Thinking about my folks is a sure-fire way to kill the mood so I decide I simply will not.
‘We should load up, avoid this shitshow for as long as humanly possible,’ Jenna advises when we make it to the front of the line. ‘I’m thinking bottles, easy to hold, can’t fob us off with short measures. Alice?’
‘Solid plan, three of whatever’s on offer, please.’
Once upon a time, the thought of someone ordering three drinks at a time for themselves might’ve freaked me out. Now it’s just another Saturday. Double-fisting is the standard at Members on the weekend and thank God Alice told me what that means here before I said it out loud to anyone else.
‘Can I try that?’ I ask when Jenna passes Alice her first hard seltzer.

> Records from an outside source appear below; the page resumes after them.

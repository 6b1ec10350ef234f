//! Image discovery for the classification and detection datasets.
//!
//! Listings are flat and sorted by file name so that any shuffle applied
//! afterwards is reproducible from its seed alone. Hidden entries (leading
//! `.`) are skipped.

use std::path::{Path, PathBuf};

use log::{debug, warn};
use rand::seq::SliceRandom;
use rand::{rngs::StdRng, SeedableRng};
use walkdir::WalkDir;

use crate::error::MaskpackError;

/// Extension of annotation files; everything else in the image directory is an image.
pub const ANNOTATION_EXTENSION: &str = "xml";

/// A detection image paired with the annotation path derived from its name.
///
/// The annotation path is not checked here; a missing file surfaces when the
/// annotation is parsed.
#[derive(Clone, Debug, PartialEq, Eq)]
pub struct DetectionEntry {
    pub image_name: String,
    pub image_path: PathBuf,
    pub annotation_path: PathBuf,
}

impl DetectionEntry {
    /// The string stored in the detection label column and used as the
    /// dictionary key.
    pub fn annotation_key(&self) -> String {
        self.annotation_path.to_string_lossy().into_owned()
    }
}

/// A class subdirectory of a classification split.
#[derive(Clone, Debug, PartialEq, Eq)]
pub struct ClassDirectory {
    /// Position of the directory in the sorted listing.
    pub label: i8,
    pub name: String,
    pub path: PathBuf,
}

/// An image and the class label of the directory it was found in.
#[derive(Clone, Debug, PartialEq, Eq)]
pub struct LabeledImage {
    pub path: PathBuf,
    pub label: i8,
}

/// How pooled classification images are ordered before packing.
#[derive(Clone, Copy, Debug, PartialEq, Eq)]
pub enum PoolOrder {
    /// Class by class, each class in file-name order.
    Grouped,
    /// Grouped order, then shuffled. `None` seeds from OS entropy.
    Shuffled { seed: Option<u64> },
}

/// File names of all detection images in `images_dir`, sorted.
pub fn detection_image_names(images_dir: &Path) -> Result<Vec<String>, MaskpackError> {
    let names = list_entries(images_dir, EntryKind::File)?
        .into_iter()
        .filter(|path| !has_annotation_extension(path))
        .map(|path| file_name_string(&path))
        .collect();
    Ok(names)
}

/// Derive the annotation path for `image_name` inside `labels_dir`.
///
/// The image extension (`.png`, `.jpg`, `.jpeg`, ...) is replaced by `.xml`.
pub fn annotation_path_for(image_name: &str, labels_dir: &Path) -> Result<PathBuf, MaskpackError> {
    let stem = Path::new(image_name)
        .file_stem()
        .and_then(|stem| stem.to_str())
        .filter(|stem| !stem.is_empty())
        .ok_or_else(|| MaskpackError::PathResolution {
            path: PathBuf::from(image_name),
            message: "image file name has no stem to derive an annotation name from".to_string(),
        })?;
    Ok(labels_dir.join(format!("{stem}.{ANNOTATION_EXTENSION}")))
}

/// Pair every detection image with its annotation path.
pub fn detection_entries(
    images_dir: &Path,
    labels_dir: &Path,
) -> Result<Vec<DetectionEntry>, MaskpackError> {
    detection_image_names(images_dir)?
        .into_iter()
        .map(|image_name| {
            let annotation_path = annotation_path_for(&image_name, labels_dir)?;
            Ok(DetectionEntry {
                image_path: images_dir.join(&image_name),
                image_name,
                annotation_path,
            })
        })
        .collect()
}

/// Immediate subdirectories of `root`, labeled by sorted position.
pub fn class_directories(root: &Path) -> Result<Vec<ClassDirectory>, MaskpackError> {
    let dirs = list_entries(root, EntryKind::Dir)?;
    if dirs.len() > i8::MAX as usize + 1 {
        return Err(MaskpackError::TooManyClasses {
            root: root.to_path_buf(),
            count: dirs.len(),
        });
    }

    Ok(dirs
        .into_iter()
        .enumerate()
        .map(|(idx, path)| ClassDirectory {
            label: idx as i8,
            name: file_name_string(&path),
            path,
        })
        .collect())
}

/// Pool the images of every class directory under `root`.
pub fn classification_images(
    root: &Path,
    order: PoolOrder,
) -> Result<Vec<LabeledImage>, MaskpackError> {
    let mut pooled = Vec::new();
    for class in class_directories(root)? {
        let files = list_entries(&class.path, EntryKind::File)?;
        debug!(
            "class '{}' -> label {} ({} image(s))",
            class.name,
            class.label,
            files.len()
        );
        pooled.extend(files.into_iter().map(|path| LabeledImage {
            path,
            label: class.label,
        }));
    }

    if let PoolOrder::Shuffled { seed } = order {
        if let Some(seed) = seed {
            let mut rng = StdRng::seed_from_u64(seed);
            pooled.shuffle(&mut rng);
        } else {
            let mut rng = rand::rng();
            pooled.shuffle(&mut rng);
        }
    }

    Ok(pooled)
}

#[derive(Clone, Copy, PartialEq, Eq)]
enum EntryKind {
    File,
    Dir,
}

fn list_entries(dir: &Path, kind: EntryKind) -> Result<Vec<PathBuf>, MaskpackError> {
    let mut entries = Vec::new();
    let mut skipped_dirs = 0usize;

    for entry in WalkDir::new(dir)
        .follow_links(true)
        .min_depth(1)
        .max_depth(1)
        .sort_by_file_name()
    {
        let entry = entry.map_err(|source| MaskpackError::PathResolution {
            path: dir.to_path_buf(),
            message: format!("failed while listing directory: {source}"),
        })?;

        if is_hidden(entry.path()) {
            continue;
        }

        let file_type = entry.file_type();
        match kind {
            EntryKind::File if file_type.is_file() => entries.push(entry.into_path()),
            EntryKind::File if file_type.is_dir() => skipped_dirs += 1,
            EntryKind::Dir if file_type.is_dir() => entries.push(entry.into_path()),
            _ => {}
        }
    }

    if skipped_dirs > 0 {
        warn!(
            "{} is scanned flat; skipping {} subdirector(ies)",
            dir.display(),
            skipped_dirs
        );
    }

    Ok(entries)
}

fn has_annotation_extension(path: &Path) -> bool {
    path.extension()
        .and_then(|ext| ext.to_str())
        .map(|ext| ext.eq_ignore_ascii_case(ANNOTATION_EXTENSION))
        .unwrap_or(false)
}

fn is_hidden(path: &Path) -> bool {
    path.file_name()
        .and_then(|name| name.to_str())
        .map(|name| name.starts_with('.'))
        .unwrap_or(false)
}

fn file_name_string(path: &Path) -> String {
    path.file_name()
        .map(|name| name.to_string_lossy().to_string())
        .unwrap_or_default()
}

#[cfg(test)]
mod tests {
    use super::*;
    use std::fs;

    fn touch(path: &Path) {
        if let Some(parent) = path.parent() {
            fs::create_dir_all(parent).expect("create parent dir");
        }
        fs::write(path, b"").expect("write file");
    }

    #[test]
    fn annotation_path_replaces_any_extension() {
        let labels = Path::new("labels");
        assert_eq!(
            annotation_path_for("a.png", labels).unwrap(),
            PathBuf::from("labels/a.xml")
        );
        assert_eq!(
            annotation_path_for("photo.jpeg", labels).unwrap(),
            PathBuf::from("labels/photo.xml")
        );
        assert_eq!(
            annotation_path_for("maksssksksss12.jpg", labels).unwrap(),
            PathBuf::from("labels/maksssksksss12.xml")
        );
    }

    #[test]
    fn detection_listing_skips_xml_and_hidden_files() {
        let temp = tempfile::tempdir().expect("create temp dir");
        let images = temp.path().join("images");
        touch(&images.join("b.png"));
        touch(&images.join("a.jpeg"));
        touch(&images.join("a.xml"));
        touch(&images.join(".DS_Store"));
        touch(&images.join("nested/c.png"));

        let names = detection_image_names(&images).expect("list images");
        assert_eq!(names, vec!["a.jpeg".to_string(), "b.png".to_string()]);
    }

    #[test]
    fn detection_entries_do_not_require_annotation_files() {
        let temp = tempfile::tempdir().expect("create temp dir");
        let images = temp.path().join("images");
        let labels = temp.path().join("labels");
        touch(&images.join("x.png"));

        let entries = detection_entries(&images, &labels).expect("index");
        assert_eq!(entries.len(), 1);
        assert_eq!(entries[0].image_path, images.join("x.png"));
        assert_eq!(entries[0].annotation_path, labels.join("x.xml"));
        assert!(!entries[0].annotation_path.exists());
    }

    #[test]
    fn class_labels_follow_sorted_directory_order() {
        let temp = tempfile::tempdir().expect("create temp dir");
        touch(&temp.path().join("without_mask/1.png"));
        touch(&temp.path().join("with_mask/1.png"));
        touch(&temp.path().join("stray.txt"));

        let classes = class_directories(temp.path()).expect("list classes");
        let names: Vec<(&str, i8)> = classes.iter().map(|c| (c.name.as_str(), c.label)).collect();
        assert_eq!(names, vec![("with_mask", 0), ("without_mask", 1)]);
    }

    #[test]
    fn grouped_pool_keeps_class_order() {
        let temp = tempfile::tempdir().expect("create temp dir");
        for class in ["a", "b"] {
            for idx in 0..3 {
                touch(&temp.path().join(format!("{class}/{idx}.png")));
            }
        }

        let pooled = classification_images(temp.path(), PoolOrder::Grouped).expect("pool");
        let labels: Vec<i8> = pooled.iter().map(|img| img.label).collect();
        assert_eq!(labels, vec![0, 0, 0, 1, 1, 1]);
    }

    #[test]
    fn seeded_shuffle_is_reproducible_and_label_preserving() {
        let temp = tempfile::tempdir().expect("create temp dir");
        for class in ["a", "b"] {
            for idx in 0..10 {
                touch(&temp.path().join(format!("{class}/{idx:02}.png")));
            }
        }

        let order = PoolOrder::Shuffled { seed: Some(7) };
        let first = classification_images(temp.path(), order).expect("pool");
        let second = classification_images(temp.path(), order).expect("pool");
        assert_eq!(first, second);

        let zeros = first.iter().filter(|img| img.label == 0).count();
        assert_eq!(zeros, 10);
        assert_eq!(first.len(), 20);
    }
}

She pauses, the drink almost against her lips.
‘This?’
I nod. ‘I just want to taste it.’
‘You can, but please remember what curiosity did to the cat.’ She hands over one of the untouched bottles with an air of caution. ‘This is not the sort of place where you want to get shit-faced for the first time.’
‘Mostly because a lot of people here will be getting shit-faced for the first time,’ Jenna says when she rejoins us, carrying three bottles of her own. ‘I thought you didn’t drink?’
‘It’s not some big moral stance. I tried it at a couple of parties when I was younger and didn’t love it. But that was so long ago, maybe things have changed. Don’t worry, I’m not planning to get wasted.’
‘You’re perfectly entitled to get wasted if you want to, you’re twenty years old,’ she reminds me. ‘But don’t do it just because everyone else is.’
‘Jenna Hitchens,’ I say with surprise. ‘Are you giving me an inspirational speech?’
She grunts as she scans the crowd. ‘Hardly. If no one at this party has any weed, I’m going straight home.’
Bringing the bottle to my lips, I tip it back and take a sip. It tastes kind of like lemonade, but so sugary I can feel the liquid coating my teeth. I swallow and there’s a medicinal aftertaste I don’t love at all. It’s an effort to keep it down as I hand the bottle back to Alice.
‘What do we think?’ she asks, eyes dancing.
‘If I am gonna to start drinking, it won’t be that,’ I reply, screwing up my face. ‘It’s so sweet. How can you drink three of them?’
‘With a lot of practice and sheer determination.’ She taps her bottle against my soda then smacks a kiss to my forehead. ‘Come on, you big lush, I want to dance.’
She’s not alone. There’s a DJ on a stage at the front of the room, playing one of my favourite songs, and when Alice makes a beeline for the dance floor, Jenna and I follow.
Coloured lights swirl from the ceiling and we’re lost in a sea of bodies, hot skin pressed against hot skin, arms slung around each other’s necks, back to back with strangers, no such thing as personal space.
I let my mind roam back to the first night at Members, the crowded dance floor and endless strangers and remember how alien it felt.
Now I’m part of it, lost in the music, arms and legs and lips, laughing, smiling, eyes closed.
I don’t need to see to know where I am. I’m home.
I’ve never been so happy in my life.